Thanks to support slots with Josie Long and Milton Jones and “comedy bootcamp” of the Edinburgh Festival Fringe, his game became award-winning in the decade thereafter. We’ll have seen it in the handful of Irish shows he’s played, including the Cat Laughs festival in Kilkenny.

“There’s a long and rich history of comedy in Ireland,” he says. “Some of my favourite comedians of the last few years are Chris Kent, Eleanor Tiernan and Alison Spittle – all great new Irish comics. And throughout the ages you have people like David O’Doherty and Tommy Tiernan.

“Watching an Irish comic in Ireland is amazing – there’s much more of a shared identity,” he continues. “I remember seeing Aisling Bea in Kilkenny, and it was all material I hadn’t seen before because it was all Ireland-specific. The way it resonated with the audience was awesome.

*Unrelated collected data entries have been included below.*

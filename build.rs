use std::env;
use std::process::Command;

fn main() {
    println!("cargo:rerun-if-changed=build.rs");
    println!("cargo:rerun-if-changed=.git/HEAD");
    println!("cargo:rerun-if-changed=.git/refs");

    let git_hash = git_output(&["rev-parse", "--short", "HEAD"])
        .filter(|s| !s.is_empty())
        .unwrap_or_else(|| "unknown".to_string());
    println!("cargo:rustc-env=TALLY_BUILD_HASH={git_hash}");

    let timestamp = chrono::Utc::now().to_rfc3339_opts(chrono::SecondsFormat::Secs, true);
    println!("cargo:rustc-env=TALLY_BUILD_TIMESTAMP={timestamp}");

    let target = env::var("TARGET").unwrap_or_else(|_| "unknown-target".to_string());
    println!("cargo:rustc-env=TALLY_BUILD_TARGET={target}");

    let profile = env::var("PROFILE").unwrap_or_else(|_| "unknown-profile".to_string());
    println!("cargo:rustc-env=TALLY_BUILD_PROFILE={profile}");
}

fn git_output(args: &[&str]) -> Option<String> {
    Command::new("git")
        .args(args)
        .output()
        .ok()
        .filter(|output| output.status.success())
        .and_then(|output| String::from_utf8(output.stdout).ok())
        .map(|s| s.trim().to_string())
}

“If I went on stage in England and talked about what it’s like to be English, it wouldn’t be that exciting to the audience. To be honest, there’s not much positive about being English today. It’s not very funny, it’s pretty rough at the moment,” he says.

In the 12 years since hanging up his drumsticks, the most notable change he’s found in the industry is the extra awareness needed – or performing for a “woke” generation, as some might put it. To Acaster, is a good comedian’s job to acknowledge contemporary comedy, regardless of their store of jokes.

“There are still people who get all grumpy, going like ‘back in my day comedy was like this’,” he says. “Yeah, that was the past that you’re talking about. I’m glad you enjoyed that in the Comedy Store in the 1980s, but now this is cutting-edge comedy. So if you really care, you should be liking this, but you don’t, because maybe you’re not as progressive as you think you are.”

He’s cautious of the “it’s just a joke” argument too. “I think jokes have a huge effect on the audience who hear it, and they reinforce extremely unhelpful opinions. And maybe it’s not just a joke if the comedian doesn’t care about repercussions of it,” he says. “Especially if you tick a lot of privilege boxes, like I do, you have to think about who the butt of the joke is. It’s better for the world in general, and it helps you write better routines, because you’re moving with the times.”

In between the podcasts and writing, Acaster is also an executive producer on a US remake of his short-lived BBC sitcom We the Jury, about a motley crew of jurors. It was picked up by CBS, given the green light for a pilot episode, and in the middle of auditions when LA pressed pause for coronavirus.

“I’ve left the show in their hands because I’m aware that if I throw my weight around, it’s not going to be very good,” he says. “There’s such a great team working on it, and I feel very lucky that I’m able to offer my opinion if it’s asked for. But yes, it’s on hold for the moment.”